VAD Emotion Control in Visual Art Captioning via Disentangled Multimodal Representation

Ryo Ueda, Hiromi Narimatsu, Yusuke Miyao and Shiro Kumano, in Proc. International Conference on Affective Computing and Intelligent Interaction (ACII 2024), pp. 134-141, 2024.

Art evokes distinct affective responses, leading to the generation of emotional verbal expressions in response to visual stimuli like visual art images. While previous research has addressed controlling linguistic impressions in terms of basic emotion categories, less attention has been given to their continuous, dimensional nature. This paper aims to continuously modulate emotions across valence, arousal, and dominance (VAD) dimensions by employing multimodal representation learning (MMRL) and crossmodal inference. We utilize a multimodal variational autoencoder for MMRL, encoding visual and textual stimuli into a continuous joint vector representation. We then auxiliarily tune this representation to explicitly include the VAD dimensions in a disentangled manner. This enables nuanced emotional control in image captioning, where visual inputs are converted into vectors and then into text.

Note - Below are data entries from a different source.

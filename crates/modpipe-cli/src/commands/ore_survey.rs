//! `modpipe ore-survey` - game-data cross-referencing.

use std::path::PathBuf;

use anyhow::Result;
use clap::Args;

use modpipe_oredata::run_survey;

#[derive(Args)]
pub struct OreSurveyArgs {
    /// Directory holding the game-data JSON tree
    #[arg(long, default_value = ".")]
    pub prefix: PathBuf,
}

pub fn run(args: OreSurveyArgs) -> Result<()> {
    let survey = run_survey(&args.prefix)?;
    print!("{survey}");
    Ok(())
}
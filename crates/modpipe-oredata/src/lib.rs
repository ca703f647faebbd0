//! Ore/rock cross-referencer.
//!
//! Loads a fixed set of game-data JSON files, splits their delimited
//! variant keys into ore, rock and grade components, and aggregates the
//! results into one report: the ore names seen, the rock types seen, and
//! a nested ore -> rock -> grades mapping.

pub mod error;
pub mod parsers;
pub mod survey;

pub use error::{OreDataError, OreDataResult};
pub use parsers::{parse_graded_ores, parse_nugget_items, parse_stone_rocks, parse_ungraded_ores};
pub use survey::{run_survey, OreSurvey};
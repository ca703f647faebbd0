//! Renderer for parsed sigil templates.

use std::collections::{HashMap, HashSet};

use crate::template::parser::{ParsedTemplate, TemplateElement};

/// Inputs and conditionals for one render.
#[derive(Debug, Clone, Default)]
pub struct RenderContext {
    inputs: HashMap<String, String>,
    conditionals: HashMap<String, bool>,
}

impl RenderContext {
    /// Create an empty context.
    pub fn new() -> Self {
        Self::default()
    }

    /// Add a named input value.
    pub fn input(mut self, name: impl Into<String>, value: impl Into<String>) -> Self {
        self.inputs.insert(name.into(), value.into());
        self
    }

    /// Add a named boolean condition.
    pub fn conditional(mut self, name: impl Into<String>, value: bool) -> Self {
        self.conditionals.insert(name.into(), value);
        self
    }

    fn input_value(&self, name: &str) -> Option<&str> {
        self.inputs.get(name).map(String::as_str)
    }

    fn condition_value(&self, name: &str) -> Option<bool> {
        self.conditionals.get(name).copied()
    }
}

/// Render a parsed template against a context.
///
/// Region content is dropped while any condition known to be false is
/// open; marker lines themselves never appear in the output. Conditions
/// absent from the context are ignored, so their regions are always kept.
/// A placeholder without a matching input is re-emitted literally. The
/// result is trimmed of leading and trailing whitespace.
pub fn render(template: &ParsedTemplate, ctx: &RenderContext) -> String {
    let mut out = String::new();
    let mut suppressed: HashSet<&str> = HashSet::new();

    for element in &template.elements {
        match element {
            TemplateElement::RegionOpen(cond) => {
                if ctx.condition_value(cond) == Some(false) {
                    suppressed.insert(cond.as_str());
                }
            }
            TemplateElement::RegionClose(cond) => {
                suppressed.remove(cond.as_str());
            }
            TemplateElement::Text(text) => {
                if suppressed.is_empty() {
                    out.push_str(text);
                }
            }
            TemplateElement::Placeholder { name, transform } => {
                if !suppressed.is_empty() {
                    continue;
                }
                match ctx.input_value(name) {
                    // Substituted values are emitted as-is, never re-expanded
                    Some(value) => out.push_str(&transform.apply(value)),
                    None => {
                        out.push_str(transform.sigil());
                        out.push_str(name);
                        out.push('}');
                    }
                }
            }
        }
    }

    out.trim().to_string()
}

/// Parse and render template text in one step.
pub fn render_str(template: &str, ctx: &RenderContext) -> String {
    render(&ParsedTemplate::parse(template), ctx)
}
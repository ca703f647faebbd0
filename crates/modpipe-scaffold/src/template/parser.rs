//! Sigil template parser
//!
//! Produces a flat, ordered list of template elements. Region markers are
//! recognized at line granularity: a line whose trimmed content is exactly
//! `?{<cond>` opens a region, `?}<cond>` closes it. Placeholders are
//! recognized inline. Parsing is lenient and infallible; an unterminated
//! placeholder is kept as literal text.

/// Case transformation applied to a placeholder value.
#[derive(Debug, Clone, Copy, PartialEq, Eq)]
pub enum CaseTransform {
    /// `${name}` - substitute the value verbatim
    Verbatim,
    /// `$U{name}` - substitute the upper-cased value
    Upper,
    /// `$L{name}` - substitute the lower-cased value
    Lower,
}

impl CaseTransform {
    /// Apply the transformation to a value.
    pub fn apply(&self, input: &str) -> String {
        match self {
            CaseTransform::Verbatim => input.to_string(),
            CaseTransform::Upper => input.to_uppercase(),
            CaseTransform::Lower => input.to_lowercase(),
        }
    }

    /// The opening sigil that introduces this transform in template text.
    pub(crate) fn sigil(&self) -> &'static str {
        match self {
            CaseTransform::Verbatim => "${",
            CaseTransform::Upper => "$U{",
            CaseTransform::Lower => "$L{",
        }
    }
}

/// One parsed template element.
#[derive(Debug, Clone, PartialEq, Eq)]
pub enum TemplateElement {
    /// Literal text, may span lines
    Text(String),
    /// Placeholder token with its case transform
    Placeholder {
        /// Input name referenced by the token
        name: String,
        /// Case transform encoded by the sigil
        transform: CaseTransform,
    },
    /// Opening region marker line for a named condition
    RegionOpen(String),
    /// Closing region marker line for a named condition
    RegionClose(String),
}

/// Parsed template: an ordered element list.
///
/// Marker lines are consumed by the parser (including their line break)
/// and never appear as text.
#[derive(Debug, Clone, Default)]
pub struct ParsedTemplate {
    /// Elements in source order
    pub elements: Vec<TemplateElement>,
}

impl ParsedTemplate {
    /// Parse template text into an element list.
    pub fn parse(template: &str) -> Self {
        let mut elements = Vec::new();
        let lines: Vec<&str> = template.split('\n').collect();
        let last = lines.len().saturating_sub(1);

        for (index, raw_line) in lines.iter().enumerate() {
            let line = raw_line.strip_suffix('\r').unwrap_or(raw_line);
            let trimmed = line.trim();

            if let Some(cond) = trimmed.strip_prefix("?{") {
                elements.push(TemplateElement::RegionOpen(cond.to_string()));
                continue;
            }
            if let Some(cond) = trimmed.strip_prefix("?}") {
                elements.push(TemplateElement::RegionClose(cond.to_string()));
                continue;
            }

            parse_line(line, &mut elements);
            if index != last {
                push_text(&mut elements, "\n");
            }
        }

        Self { elements }
    }

    /// All condition names referenced by region markers, in source order.
    pub fn condition_names(&self) -> Vec<&str> {
        let mut names = Vec::new();
        for element in &self.elements {
            if let TemplateElement::RegionOpen(cond) = element {
                if !names.contains(&cond.as_str()) {
                    names.push(cond.as_str());
                }
            }
        }
        names
    }

    /// All placeholder names in source order, deduplicated.
    pub fn placeholder_names(&self) -> Vec<&str> {
        let mut names = Vec::new();
        for element in &self.elements {
            if let TemplateElement::Placeholder { name, .. } = element {
                if !names.contains(&name.as_str()) {
                    names.push(name.as_str());
                }
            }
        }
        names
    }
}

/// Parse one content line into text and placeholder elements.
fn parse_line(line: &str, elements: &mut Vec<TemplateElement>) {
    let mut rest = line;

    while !rest.is_empty() {
        match find_sigil(rest) {
            Some((start, transform)) => {
                let after_sigil = start + transform.sigil().len();
                match rest[after_sigil..].find('}') {
                    Some(close) => {
                        if start > 0 {
                            push_text(elements, &rest[..start]);
                        }
                        elements.push(TemplateElement::Placeholder {
                            name: rest[after_sigil..after_sigil + close].to_string(),
                            transform,
                        });
                        rest = &rest[after_sigil + close + 1..];
                    }
                    None => {
                        // Unterminated token stays literal
                        push_text(elements, rest);
                        rest = "";
                    }
                }
            }
            None => {
                push_text(elements, rest);
                rest = "";
            }
        }
    }
}

/// Find the earliest placeholder sigil in `text`.
fn find_sigil(text: &str) -> Option<(usize, CaseTransform)> {
    let candidates = [
        CaseTransform::Verbatim,
        CaseTransform::Upper,
        CaseTransform::Lower,
    ];

    candidates
        .iter()
        .filter_map(|t| text.find(t.sigil()).map(|pos| (pos, *t)))
        .min_by_key(|(pos, _)| *pos)
}

/// Append text, merging into a preceding `Text` element when possible.
fn push_text(elements: &mut Vec<TemplateElement>, text: &str) {
    if text.is_empty() {
        return;
    }
    if let Some(TemplateElement::Text(existing)) = elements.last_mut() {
        existing.push_str(text);
    } else {
        elements.push(TemplateElement::Text(text.to_string()));
    }
}

#[cfg(test)]
mod tests {
    use super::*;

    #[test]
    fn test_parse_plain_text() {
        let parsed = ParsedTemplate::parse("hello world");
        assert_eq!(
            parsed.elements,
            vec![TemplateElement::Text("hello world".to_string())]
        );
    }

    #[test]
    fn test_parse_verbatim_placeholder() {
        let parsed = ParsedTemplate::parse("class ${name}Block");
        assert_eq!(
            parsed.elements,
            vec![
                TemplateElement::Text("class ".to_string()),
                TemplateElement::Placeholder {
                    name: "name".to_string(),
                    transform: CaseTransform::Verbatim,
                },
                TemplateElement::Text("Block".to_string()),
            ]
        );
    }

    #[test]
    fn test_parse_upper_and_lower_placeholders() {
        let parsed = ParsedTemplate::parse("$U{name} $L{name}");
        assert_eq!(
            parsed.elements,
            vec![
                TemplateElement::Placeholder {
                    name: "name".to_string(),
                    transform: CaseTransform::Upper,
                },
                TemplateElement::Text(" ".to_string()),
                TemplateElement::Placeholder {
                    name: "name".to_string(),
                    transform: CaseTransform::Lower,
                },
            ]
        );
    }

    #[test]
    fn test_parse_region_markers() {
        let parsed = ParsedTemplate::parse("a\n?{gui\nb\n?}gui\nc");
        assert_eq!(
            parsed.elements,
            vec![
                TemplateElement::Text("a\n".to_string()),
                TemplateElement::RegionOpen("gui".to_string()),
                TemplateElement::Text("b\n".to_string()),
                TemplateElement::RegionClose("gui".to_string()),
                TemplateElement::Text("c".to_string()),
            ]
        );
    }

    #[test]
    fn test_marker_lines_may_be_indented() {
        let parsed = ParsedTemplate::parse("    ?{tile\nx\n    ?}tile");
        assert_eq!(parsed.condition_names(), vec!["tile"]);
    }

    #[test]
    fn test_unterminated_placeholder_is_literal() {
        let parsed = ParsedTemplate::parse("broken ${name");
        assert_eq!(
            parsed.elements,
            vec![TemplateElement::Text("broken ${name".to_string())]
        );
    }

    #[test]
    fn test_crlf_line_endings() {
        let parsed = ParsedTemplate::parse("a\r\n?{gui\r\nb\r\n?}gui\r\n");
        assert_eq!(parsed.condition_names(), vec!["gui"]);
    }

    #[test]
    fn test_placeholder_names_deduplicated() {
        let parsed = ParsedTemplate::parse("${name} $U{name} ${modid}");
        assert_eq!(parsed.placeholder_names(), vec!["name", "modid"]);
    }

    #[test]
    fn test_case_transform_apply() {
        assert_eq!(CaseTransform::Verbatim.apply("MyBlock"), "MyBlock");
        assert_eq!(CaseTransform::Upper.apply("MyBlock"), "MYBLOCK");
        assert_eq!(CaseTransform::Lower.apply("MyBlock"), "myblock");
    }
}
//! Subcommand implementations.

pub mod add_block;
pub mod ore_survey;
pub mod texgen;
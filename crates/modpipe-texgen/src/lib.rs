//! Ore texture compositor.
//!
//! Reads an ore color table from CSV, then for every
//! (template mask, ore color, stone texture) combination tints the
//! template's alpha mask with the ore color and composites it over the
//! stone texture, writing one PNG per combination.

pub mod compositor;
pub mod error;
pub mod palette;

pub use compositor::{composite_all, CompositorConfig};
pub use error::{TexGenError, TexGenResult};
pub use palette::{load_ore_colors, parse_hex_color};
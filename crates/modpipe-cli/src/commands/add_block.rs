//! `modpipe add-block` - block scaffolding.

use std::path::PathBuf;

use anyhow::Result;
use clap::Args;

use modpipe_scaffold::{BlockGenerator, BlockOptions, GeneratorConfig, WriteOutcome};

#[derive(Args)]
pub struct AddBlockArgs {
    /// CamelCase name of the block to add
    pub name: String,

    /// Overwrite files even if they exist (be careful!)
    #[arg(long)]
    pub force: bool,

    /// Generate additional code for a tile entity
    #[arg(long)]
    pub tile: bool,

    /// Generate additional code for container and gui (implies tile!)
    #[arg(long)]
    pub gui: bool,

    /// Prevent generating json
    #[arg(long = "nojson")]
    pub nojson: bool,

    /// Mod project root the generated tree is placed under
    #[arg(long, default_value = ".")]
    pub root: PathBuf,
}

pub fn run(args: AddBlockArgs) -> Result<()> {
    println!("Adding block {}", args.name);

    let config = GeneratorConfig::default().rooted(&args.root);
    let generator = BlockGenerator::new(config);
    // Report each artifact as it lands, so a failing run still shows
    // what was written before the failure
    generator.generate_block_with(
        &args.name,
        BlockOptions {
            force: args.force,
            gui: args.gui,
            tile: args.tile,
            skip_json: args.nojson,
        },
        |outcome| {
            let file_name = outcome.path().file_name().unwrap_or_default();
            match outcome {
                WriteOutcome::Generated(_) => {
                    println!("Generated '{}'", file_name.to_string_lossy());
                }
                WriteOutcome::Skipped(_) => {
                    println!(
                        "File '{}' already exists. Not generated",
                        file_name.to_string_lossy()
                    );
                }
            }
        },
    )?;

    Ok(())
}
//! Generator configuration.
//!
//! One immutable configuration value constructed at process start and
//! passed explicitly into the generator; there is no module-level state.

use std::path::{Path, PathBuf};

/// Configuration for the block scaffolding generator.
///
/// Paths are relative to the mod project root unless
/// [`rooted`](Self::rooted) is used to anchor them elsewhere.
#[derive(Debug, Clone)]
pub struct GeneratorConfig {
    /// Source-level reference to the mod id constant, used inside
    /// generated code
    pub modid_ref: String,
    /// The mod id as it appears in resource JSON
    pub modid: String,
    /// Root package of the mod's source tree
    pub root_package: String,
    /// Directory of the mod's source root
    pub source_root: PathBuf,
    /// Directory of the mod's asset resources
    pub asset_resource_root: PathBuf,
    /// Directory of the mod's data resources
    pub data_resource_root: PathBuf,
    /// File extension for generated source artifacts
    pub source_extension: String,
    /// Subpackage for generated block classes
    pub package_blocks: String,
    /// Subpackage for generated tile entity classes
    pub package_tiles: String,
    /// Subpackage for generated container classes
    pub package_containers: String,
    /// Subpackage for generated screen classes
    pub package_screens: String,
}

impl Default for GeneratorConfig {
    fn default() -> Self {
        Self {
            modid_ref: "org.eln2.MODID".to_string(),
            modid: "eln2".to_string(),
            root_package: "org.eln2".to_string(),
            source_root: PathBuf::from("src/main/kotlin/org/eln2"),
            asset_resource_root: PathBuf::from("src/main/resources/assets/eln2"),
            data_resource_root: PathBuf::from("src/main/resources/data/eln2"),
            source_extension: "kt".to_string(),
            package_blocks: "blocks".to_string(),
            package_tiles: "blocks".to_string(),
            package_containers: "blocks".to_string(),
            package_screens: "blocks".to_string(),
        }
    }
}

impl GeneratorConfig {
    /// Re-anchor the three output roots under a project directory.
    pub fn rooted(mut self, root: &Path) -> Self {
        self.source_root = root.join(&self.source_root);
        self.asset_resource_root = root.join(&self.asset_resource_root);
        self.data_resource_root = root.join(&self.data_resource_root);
        self
    }
}
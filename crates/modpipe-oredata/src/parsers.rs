//! Per-document parsing functions.
//!
//! Each function takes one decoded JSON document and either returns a
//! name list or records results into an [`OreSurvey`]. Variant keys are
//! `-` delimited: graded ores are `<type>-<grade>-<ore>-<rock>`, ungraded
//! ores `<type>-<ore>-<rock>`.

use serde_json::Value;

use crate::error::{OreDataError, OreDataResult};
use crate::survey::{OreSurvey, GRADE_EXISTS};

/// Object keys of a named top-level collection.
fn collection_keys<'a>(doc: &'a Value, name: &str) -> OreDataResult<Vec<&'a str>> {
    doc.get(name)
        .and_then(Value::as_object)
        .map(|map| map.keys().map(String::as_str).collect())
        .ok_or_else(|| OreDataError::MissingCollection(name.to_string()))
}

/// String entries of a named top-level array.
fn collection_strings<'a>(doc: &'a Value, name: &str) -> OreDataResult<Vec<&'a str>> {
    let entries = doc
        .get(name)
        .and_then(Value::as_array)
        .ok_or_else(|| OreDataError::MissingCollection(name.to_string()))?;
    entries
        .iter()
        .map(|entry| {
            entry
                .as_str()
                .ok_or_else(|| OreDataError::NonStringEntry(name.to_string()))
        })
        .collect()
}

/// Ore names from a nugget item document.
///
/// Each key of `combustiblePropsByType` is split on the first `*-`; the
/// remainder is an ore name. Returns the deduplicated list in encounter
/// order.
pub fn parse_nugget_items(doc: &Value) -> OreDataResult<Vec<String>> {
    let mut ores = Vec::new();
    for key in collection_keys(doc, "combustiblePropsByType")? {
        let (_, ore) = key
            .split_once("*-")
            .ok_or_else(|| OreDataError::MalformedVariant(key.to_string()))?;
        if !ores.iter().any(|o| o == ore) {
            ores.push(ore.to_string());
        }
    }
    Ok(ores)
}

/// Record graded ore variants (`<type>-<grade>-<ore>-<rock>`).
pub fn parse_graded_ores(doc: &Value, survey: &mut OreSurvey) -> OreDataResult<()> {
    for entry in collection_strings(doc, "allowedVariants")? {
        let parts: Vec<&str> = entry.split('-').collect();
        if parts.len() < 4 {
            return Err(OreDataError::MalformedVariant(entry.to_string()));
        }
        let (grade, ore, rock) = (parts[1], parts[2], parts[3]);
        survey.add_grade(ore, rock, grade);
    }
    Ok(())
}

/// Record ungraded ore variants (`<type>-<ore>-<rock>`) with the
/// `exists` grade sentinel.
pub fn parse_ungraded_ores(doc: &Value, survey: &mut OreSurvey) -> OreDataResult<()> {
    for entry in collection_strings(doc, "allowedVariants")? {
        let parts: Vec<&str> = entry.split('-').collect();
        if parts.len() < 3 {
            return Err(OreDataError::MalformedVariant(entry.to_string()));
        }
        let (ore, rock) = (parts[1], parts[2]);
        survey.add_grade(ore, rock, GRADE_EXISTS);
    }
    Ok(())
}

/// Rock names from a stone item document.
///
/// Keeps only keys of `attributesByType` containing `stone`, split on
/// the first `-`.
pub fn parse_stone_rocks(doc: &Value) -> OreDataResult<Vec<String>> {
    let mut rocks = Vec::new();
    for key in collection_keys(doc, "attributesByType")? {
        if !key.contains("stone") {
            continue;
        }
        let (_, rock) = key
            .split_once('-')
            .ok_or_else(|| OreDataError::MalformedVariant(key.to_string()))?;
        rocks.push(rock.to_string());
    }
    Ok(rocks)
}

#[cfg(test)]
mod tests {
    use super::*;
    use serde_json::json;

    #[test]
    fn test_nugget_parser_keeps_remainder_after_star_dash() {
        let doc = json!({
            "combustiblePropsByType": {
                "nugget-*-copper": 1,
                "nugget-*-cassiterite": 2,
                "other-*-copper": 3
            }
        });
        let ores = parse_nugget_items(&doc).unwrap();
        assert_eq!(ores, vec!["copper", "cassiterite"]);
    }

    #[test]
    fn test_nugget_parser_preserves_document_key_order() {
        // Keys must come out in document order, not sorted
        let doc: Value = serde_json::from_str(
            r#"{ "combustiblePropsByType": { "nugget-*-tin": 1, "nugget-*-copper": 2, "nugget-*-bismuth": 3 } }"#,
        )
        .unwrap();
        let ores = parse_nugget_items(&doc).unwrap();
        assert_eq!(ores, vec!["tin", "copper", "bismuth"]);
    }

    #[test]
    fn test_nugget_parser_rejects_key_without_star_dash() {
        let doc = json!({ "combustiblePropsByType": { "plainkey": 1 } });
        assert!(matches!(
            parse_nugget_items(&doc),
            Err(OreDataError::MalformedVariant(_))
        ));
    }

    #[test]
    fn test_graded_parser_splits_grade_ore_rock() {
        let doc = json!({ "allowedVariants": ["ore-2-copper-granite"] });
        let mut survey = OreSurvey::new();
        parse_graded_ores(&doc, &mut survey).unwrap();
        assert_eq!(survey.grades["copper"]["granite"], vec!["2"]);
        assert_eq!(survey.rocks, vec!["granite"]);
    }

    #[test]
    fn test_graded_parser_does_not_duplicate_grades() {
        let doc = json!({
            "allowedVariants": ["ore-2-copper-granite", "ore-2-copper-granite"]
        });
        let mut survey = OreSurvey::new();
        parse_graded_ores(&doc, &mut survey).unwrap();
        assert_eq!(survey.grades["copper"]["granite"], vec!["2"]);
    }

    #[test]
    fn test_graded_parser_wildcard_rock_excluded_from_rock_list() {
        let doc = json!({ "allowedVariants": ["ore-1-gold-*"] });
        let mut survey = OreSurvey::new();
        parse_graded_ores(&doc, &mut survey).unwrap();
        assert_eq!(survey.grades["gold"]["*"], vec!["1"]);
        assert!(survey.rocks.is_empty());
    }

    #[test]
    fn test_graded_parser_rejects_short_variant() {
        let doc = json!({ "allowedVariants": ["ore-copper"] });
        let mut survey = OreSurvey::new();
        assert!(parse_graded_ores(&doc, &mut survey).is_err());
    }

    #[test]
    fn test_ungraded_parser_uses_exists_sentinel() {
        let doc = json!({ "allowedVariants": ["ore-copper-granite"] });
        let mut survey = OreSurvey::new();
        parse_ungraded_ores(&doc, &mut survey).unwrap();
        assert_eq!(survey.grades["copper"]["granite"], vec!["exists"]);
    }

    #[test]
    fn test_ungraded_parser_exists_not_duplicated() {
        let doc = json!({
            "allowedVariants": ["ore-copper-granite", "rock-copper-granite"]
        });
        let mut survey = OreSurvey::new();
        parse_ungraded_ores(&doc, &mut survey).unwrap();
        assert_eq!(survey.grades["copper"]["granite"], vec!["exists"]);
    }

    #[test]
    fn test_stone_parser_filters_on_substring() {
        let doc = json!({
            "attributesByType": {
                "stone-granite": {},
                "stone-basalt": {},
                "gravel-basalt": {}
            }
        });
        let rocks = parse_stone_rocks(&doc).unwrap();
        assert_eq!(rocks, vec!["granite", "basalt"]);
    }

    #[test]
    fn test_missing_collection_is_an_error() {
        let doc = json!({});
        assert!(matches!(
            parse_nugget_items(&doc),
            Err(OreDataError::MissingCollection(_))
        ));
        let mut survey = OreSurvey::new();
        assert!(parse_graded_ores(&doc, &mut survey).is_err());
    }
}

Trained on the ArtEmis dataset, which includes emotion-evoking captions for visual art, as well as additional datasets annotated with VAD scores for either text or visual art, our model demonstrates that manipulating VAD intensities in the vector representation results in continuous caption variations, reflecting the intended emotional changes.

This is a collaborative work with Miyao Lab. at the University of Tokyo.